Whilst the conclusions of inductive inferences are often stated definitively in everyday language e.g. 'smoking causes cancer', they are not intended to be definitive. The majority of scientific claims are open to adjustment, correction and even refutation. The ability to state the conditions under which a theory can be falsified, and hence refuted, is an important determiner for discriminating science from pseudo-science (Popper 1957).

Climate denialist claims however, are typically definitive, taking a form such as 'human activity is not the cause of current climate change' rather than 'human activity might not be the primary cause of current climate change'. Similar definitive denialist claims are common (Elsasser and Dunlap 2013)

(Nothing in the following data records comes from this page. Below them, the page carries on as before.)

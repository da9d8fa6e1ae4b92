//! Last-known state of the watched directory.

use std::collections::{HashMap, HashSet};
use std::path::{Path, PathBuf};

use crate::event::{ChangeEvent, ChangeKind, FileRecord};
use crate::scan::ScanEntry;

/// The watcher's memory of its last scan pass: one record per tracked file.
///
/// After [`Snapshot::reconcile`] returns, the snapshot holds exactly the
/// files the pass saw, so the next pass diffs against fresh state.
#[derive(Debug, Default)]
pub struct Snapshot {
    files: HashMap<PathBuf, FileRecord>,
}

impl Snapshot {
    /// Create an empty snapshot.
    pub fn new() -> Self {
        Self::default()
    }

    /// Number of tracked files.
    pub fn len(&self) -> usize {
        self.files.len()
    }

    /// Whether no files are tracked.
    pub fn is_empty(&self) -> bool {
        self.files.is_empty()
    }

    /// Whether `path` is currently tracked.
    pub fn contains(&self, path: &Path) -> bool {
        self.files.contains_key(path)
    }

    /// The record tracked for `path`, if any.
    pub fn get(&self, path: &Path) -> Option<&FileRecord> {
        self.files.get(path)
    }

    /// Iterate over the tracked paths, in no particular order.
    pub fn paths(&self) -> impl Iterator<Item = &Path> {
        self.files.keys().map(PathBuf::as_path)
    }

    /// Fold one scan pass into the snapshot, returning the changes.
    ///
    /// Entries are consumed in discovery order. A path the snapshot does
    /// not know yields `Added`; a known path whose modification time moved
    /// strictly forward yields `Changed` and replaces the stored record;
    /// any other known path yields nothing and keeps its record. Tracked
    /// paths the pass never touched yield `Deleted`, carrying the
    /// last-known record, and leave the snapshot; those come after every
    /// added and changed event.
    pub fn reconcile(&mut self, entries: impl IntoIterator<Item = ScanEntry>) -> Vec<ChangeEvent> {
        let mut touched: HashSet<PathBuf> = HashSet::new();
        let mut events = Vec::new();

        for ScanEntry { path, record } in entries {
            touched.insert(path.clone());

            let kind = match self.files.get(&path) {
                None => Some(ChangeKind::Added),
                Some(stored) if record.modified_after(stored) => Some(ChangeKind::Changed),
                Some(_) => None,
            };

            if let Some(kind) = kind {
                events.push(ChangeEvent {
                    kind,
                    path: path.clone(),
                    record: record.clone(),
                });
                self.files.insert(path, record);
            }
        }

        let vanished: Vec<PathBuf> = self
            .files
            .keys()
            .filter(|path| !touched.contains(*path))
            .cloned()
            .collect();
        for path in vanished {
            if let Some(record) = self.files.remove(&path) {
                events.push(ChangeEvent::deleted(path, record));
            }
        }

        events
    }
}

#[cfg(test)]
mod tests {
    #![allow(clippy::unwrap_used)]

    use super::*;
    use chrono::DateTime;

    fn record_at(secs: i64, size: u64) -> FileRecord {
        FileRecord {
            modified: Some(DateTime::from_timestamp(secs, 0).unwrap()),
            size,
        }
    }

    fn entry(path: &str, secs: i64) -> ScanEntry {
        ScanEntry {
            path: PathBuf::from(path),
            record: record_at(secs, 1),
        }
    }

    #[test]
    fn test_first_pass_adds_everything() {
        let mut snapshot = Snapshot::new();

        let events = snapshot.reconcile(vec![entry("/w/a.txt", 1), entry("/w/b.txt", 2)]);

        assert_eq!(events.len(), 2);
        assert!(events.iter().all(|e| e.kind == ChangeKind::Added));
        assert_eq!(snapshot.len(), 2);
        assert!(snapshot.contains(Path::new("/w/a.txt")));
        assert!(snapshot.contains(Path::new("/w/b.txt")));
    }

    #[test]
    fn test_identical_pass_is_silent() {
        let mut snapshot = Snapshot::new();
        snapshot.reconcile(vec![entry("/w/a.txt", 1)]);

        let events = snapshot.reconcile(vec![entry("/w/a.txt", 1)]);

        assert!(events.is_empty());
        assert_eq!(snapshot.len(), 1);
    }

    #[test]
    fn test_newer_mtime_yields_changed() {
        let mut snapshot = Snapshot::new();
        snapshot.reconcile(vec![entry("/w/a.txt", 1)]);

        let events = snapshot.reconcile(vec![entry("/w/a.txt", 2)]);

        assert_eq!(events.len(), 1);
        assert_eq!(events[0].kind, ChangeKind::Changed);
        assert_eq!(
            snapshot.get(Path::new("/w/a.txt")).unwrap().modified,
            DateTime::from_timestamp(2, 0),
        );
    }

    #[test]
    fn test_tie_and_regression_are_silent() {
        let mut snapshot = Snapshot::new();
        snapshot.reconcile(vec![entry("/w/a.txt", 5)]);

        assert!(snapshot.reconcile(vec![entry("/w/a.txt", 5)]).is_empty());
        assert!(snapshot.reconcile(vec![entry("/w/a.txt", 3)]).is_empty());

        // The stored record keeps the original timestamp.
        assert_eq!(
            snapshot.get(Path::new("/w/a.txt")).unwrap().modified,
            DateTime::from_timestamp(5, 0),
        );
    }

    #[test]
    fn test_vanished_path_yields_deleted_with_last_known_record() {
        let mut snapshot = Snapshot::new();
        snapshot.reconcile(vec![ScanEntry {
            path: PathBuf::from("/w/a.txt"),
            record: record_at(1, 7),
        }]);

        let events = snapshot.reconcile(Vec::new());

        assert_eq!(events.len(), 1);
        assert_eq!(events[0].kind, ChangeKind::Deleted);
        assert_eq!(events[0].path, Path::new("/w/a.txt"));
        assert_eq!(events[0].record.size, 7);
        assert!(snapshot.is_empty());
    }

    #[test]
    fn test_deletions_come_after_additions() {
        let mut snapshot = Snapshot::new();
        snapshot.reconcile(vec![entry("/w/old.txt", 1)]);

        let events = snapshot.reconcile(vec![entry("/w/new.txt", 2)]);

        assert_eq!(events.len(), 2);
        assert_eq!(events[0].kind, ChangeKind::Added);
        assert_eq!(events[0].path, Path::new("/w/new.txt"));
        assert_eq!(events[1].kind, ChangeKind::Deleted);
        assert_eq!(events[1].path, Path::new("/w/old.txt"));
    }

    #[test]
    fn test_missing_timestamps_never_read_as_changed() {
        let mut snapshot = Snapshot::new();
        snapshot.reconcile(vec![ScanEntry {
            path: PathBuf::from("/w/a.txt"),
            record: FileRecord {
                modified: None,
                size: 1,
            },
        }]);

        let events = snapshot.reconcile(vec![entry("/w/a.txt", 9)]);

        assert!(events.is_empty());
    }
}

  • 'Climate change is not happening.'
  • 'There is no empirical evidence that humans are causing global warming.'
  • 'There is no scientific consensus that human-caused climate change is occurring.'

If we are to accept these denialist claims, then like any definitive conclusion, they must be supported by a deductively valid argument.

Of course, not all denialist claims are stated definitively, such as arguments that exaggerate the role of scientific uncertainty (Freudenburg and Muselli 2013, McCright and Dunlap 2000). As such they only require inductive support. In cases where non-definitive denialist claims conflict with non-definitive claims of climate science, then we need some other method to reconcile competing inductive arguments. How we should reconcile competing inductive inferences is outside the scope of this paper.

If the denialist intent is to support a definitive claim through a deductive argument, then the next step in the process is to check for validity. If the intent is to produce a claim which is not definitive because it relies on an inductive argument, then the attempted refutation of anthropogenic global warming (AGW) has already failed.

4.4. Check for validity

If the argument in question is deductive in intent, it is then checked for validity (Step 4). An argument in support of definitive claims must be deductively valid, for without this degree of logical entailment the truth of the premises gives us insufficient reason to accept the truth of the conclusion.

The claim that 'Human activity is not causing climate change' is often supported with the idealised argument below.

P1: A previous change in climate was not the result of human activity.

P2: The climate is currently changing.

C: The current change in climate is not the result of human activity.

There is a variety of formal methods available to prove that an argument is valid, such as truth tables, trees, or tableau. Unfortunately, formal methods require a degree of training in formal logic to use and therefore it is usually much simpler to demonstrate an argument is invalid by use of a parallel argument.

Parallel arguments use the same logical structure as the target argument but instantiate it in such a way that the conclusion is obviously false. In a valid argument it is impossible for the conclusion to be false whilst all the premises are true. Parallel arguments identify a clear counter example and show that an argument is not valid. Parallel arguments have strong pedagogical value because they use concrete examples, which are closer to our own experience than abstract reasoning (Juthe 2009). For example:

P1: A previous swan death was not the result of human activity.

P2: This swan is dying.

C: This swan dying is not the result of human activity.

It is clear that the conclusions do not necessarily follow from the premises and the arguments are therefore invalid. Just because something can be a cause, does not make it a cause in any particular instance. The conclusion is not justified by the reasons given, so we must either reject the conclusion or revise it so the argument is valid as follows:

P1: A previous change in climate was not the result of human activity.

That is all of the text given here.